### WHAT IS REQUIRED
Go over the lines below, and when one contains the word "resource", copy it.

*** PROVIDED MATERIAL

use regex::Regex;

use crate::{
    ast::{BinaryOp, Node},
    context::{Context, ExpandedRoute},
    naming::{capitalize, kebab_case, singularize, split_words},
};

/// The result of matching a UI-declared mutation against the expanded
/// route set.
#[derive(Debug, Clone, PartialEq)]
pub struct MutationRouteMatch {
    /// The mutation name as written in the UI block.
    pub fn_name: String,
    pub method: String,
    pub path: String,
    /// Client fetch function to call after the mutation lands, when the
    /// matched resource has a list route (`fetchTodos`).
    pub refetch_fn_name: Option<String>,
    /// State setter fed by the refetch (`setTodos`).
    pub refetch_setter: Option<String>,
    /// Name of the generated client handler (`handleAdd`).
    pub handler: String,
}

/// One row of the per-mutation-name dispatch table: the route shape a
/// standard mutation name is allowed to claim.
struct MutationRule {
    names: &'static [&'static str],
    method: &'static str,
    /// Pattern applied to the route's declared target string.
    target_pattern: Option<&'static str>,
    /// Pattern applied to the route path instead (auth verbs).
    path_pattern: Option<&'static str>,
}

/// The dispatch table. Most behavior-dense part of the resolver; each
/// standard mutation name gets exactly one row.
const MUTATION_RULES: &[MutationRule] = &[
    MutationRule {
        names: &["add", "create"],
        method: "POST",
        target_pattern: Some(r"\.create$"),
        path_pattern: None,
    },
    MutationRule {
        names: &["del", "remove", "delete"],
        method: "DELETE",
        target_pattern: Some(r"\.delete$"),
        path_pattern: None,
    },
    MutationRule {
        names: &["toggle", "done", "complete", "archive", "update"],
        method: "PUT",
        target_pattern: Some(r"\.update$"),
        path_pattern: None,
    },
    MutationRule {
        names: &["login"],
        method: "POST",
        target_pattern: Some(r"auth\.login$"),
        path_pattern: Some(r"/login$"),
    },
    MutationRule {
        names: &["logout"],
        method: "POST",
        target_pattern: Some(r"auth\.logout$"),
        path_pattern: Some(r"/logout$"),
    },
    MutationRule {
        names: &["signup", "register"],
        method: "POST",
        target_pattern: Some(r"auth\.(register|signup)$"),
        path_pattern: Some(r"/(register|signup)$"),
    },
];

/// Matches a mutation name against the expanded route set.
///
/// Resolution order: the dispatch table row for the name, model-hint
/// disambiguation from the invocation arguments when several routes
/// qualify, then a generic kebab-case path attempt, and finally `None`.
/// Absence of a match is an expected outcome; downstream codegen
/// degrades to local-only behavior; this function never errors.
pub fn find_matching_route(
    name: &str,
    context: &Context,
    args: &[Node],
) -> Option<MutationRouteMatch> {
    if let Some(rule) = MUTATION_RULES.iter().find(|r| r.names.contains(&name)) {
        let target_re = rule.target_pattern.map(compile);
        let path_re = rule.path_pattern.map(compile);

        let candidates: Vec<&ExpandedRoute> = context
            .expanded_routes
            .iter()
            .filter(|route| route.method == rule.method)
            .filter(|route| {
                let target_hit = target_re
                    .as_ref()
                    .zip(route.target.as_deref())
                    .is_some_and(|(re, t)| re.is_match(t));
                let path_hit = path_re.as_ref().is_some_and(|re| re.is_match(&route.path));
                target_hit || path_hit
            })
            .collect();

        let chosen = match candidates.len() {
            0 => None,
            1 => Some(candidates[0]),
            _ => {
                // More than one route qualifies; the argument expression
                // decides which resource's primary key is meant.
                let hints = model_hints(args);
                let hinted: Vec<&ExpandedRoute> = candidates
                    .iter()
                    .copied()
                    .filter(|route| route_matches_hint(route, &hints))
                    .collect();
                match hinted.len() {
                    1 => Some(hinted[0]),
                    _ => None,
                }
            }
        };

        if let Some(route) = chosen {
            return Some(build_match(name, route, context));
        }
        // Fall through to the generic attempt; a standard name with no
        // route of its shape may still have a kebab-case handler route.
    }

    let kebab = kebab_case(name);
    context
        .expanded_routes
        .iter()
        .find(|route| {
            route.method == "POST"
                && (route.path == format!("/handlers/{}", kebab)
                    || route.path.ends_with(&format!("/{}", kebab)))
        })
        .map(|route| build_match(name, route, context))
}

fn compile(pattern: &'static str) -> Regex {
    Regex::new(pattern).expect("mutation rule patterns are static and valid")
}

fn build_match(name: &str, route: &ExpandedRoute, context: &Context) -> MutationRouteMatch {
    let refetch = route.model().and_then(|model| {
        context
            .expanded_routes
            .iter()
            // Fetch functions only exist for non-parameterized list
            // routes; a nested list route cannot back a refetch.
            .filter(|r| r.method == "GET" && r.op() == Some("findMany") && !r.path.contains(':'))
            .find(|r| r.model() == Some(model))
            .map(|r| {
                let resource = r.path.rsplit('/').next().unwrap_or(&r.path).to_string();
                (
                    format!("fetch{}", capitalize(&resource)),
                    format!("set{}", capitalize(&resource)),
                )
            })
    });
    let (refetch_fn_name, refetch_setter) = match refetch {
        Some((f, s)) => (Some(f), Some(s)),
        None => (None, None),
    };

    MutationRouteMatch {
        fn_name: name.to_string(),
        method: route.method.clone(),
        path: route.path.clone(),
        refetch_fn_name,
        refetch_setter,
        handler: format!("handle{}", capitalize(name)),
    }
}

/// Lowercase singular words mentioned by the invocation arguments.
///
/// `#task.id` contributes `task`; a bare state-field argument like
/// `completedTasks` contributes `completed` and `task`.
fn model_hints(args: &[Node]) -> Vec<String> {
    let mut hints = Vec::new();
    for arg in args {
        collect_hints(arg, &mut hints);
    }
    hints
}

fn collect_hints(node: &Node, hints: &mut Vec<String>) {
    match node {
        Node::Element { name, args } => {
            for word in split_words(name) {
                hints.push(singularize(&word));
            }
            for arg in args {
                collect_hints(arg, hints);
            }
        }
        Node::Unary { operand, .. } => collect_hints(operand, hints),
        Node::Binary {
            op: BinaryOp::Dot,
            left,
            ..
        } => {
            // Only the base of a member chain names the resource;
            // `#task.id` should not contribute `id`.
            collect_hints(left, hints);
        }
        Node::Binary { left, right, .. } => {
            collect_hints(left, hints);
            collect_hints(right, hints);
        }
        _ => {}
    }
}

fn route_matches_hint(route: &ExpandedRoute, hints: &[String]) -> bool {
    if hints.is_empty() {
        return false;
    }
    if let Some(model) = route.model() {
        let model = model.to_lowercase();
        if hints.iter().any(|h| *h == model) {
            return true;
        }
    }
    let resource = route
        .path
        .split('/')
        .filter(|s| !s.is_empty() && !s.starts_with(':'))
        .next_back()
        .map(|s| singularize(&s.to_lowercase()))
        .unwrap_or_default();
    hints.iter().any(|h| *h == resource)
}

******

### ANSWER TO THIS PROBLEM
    /// matched resource has a list route (`fetchTodos`).
                // decides which resource's primary key is meant.
                let resource = r.path.rsplit('/').next().unwrap_or(&r.path).to_string();
                    format!("fetch{}", capitalize(&resource)),
                    format!("set{}", capitalize(&resource)),
            // Only the base of a member chain names the resource;
    let resource = route
    hints.iter().any(|h| *h == resource)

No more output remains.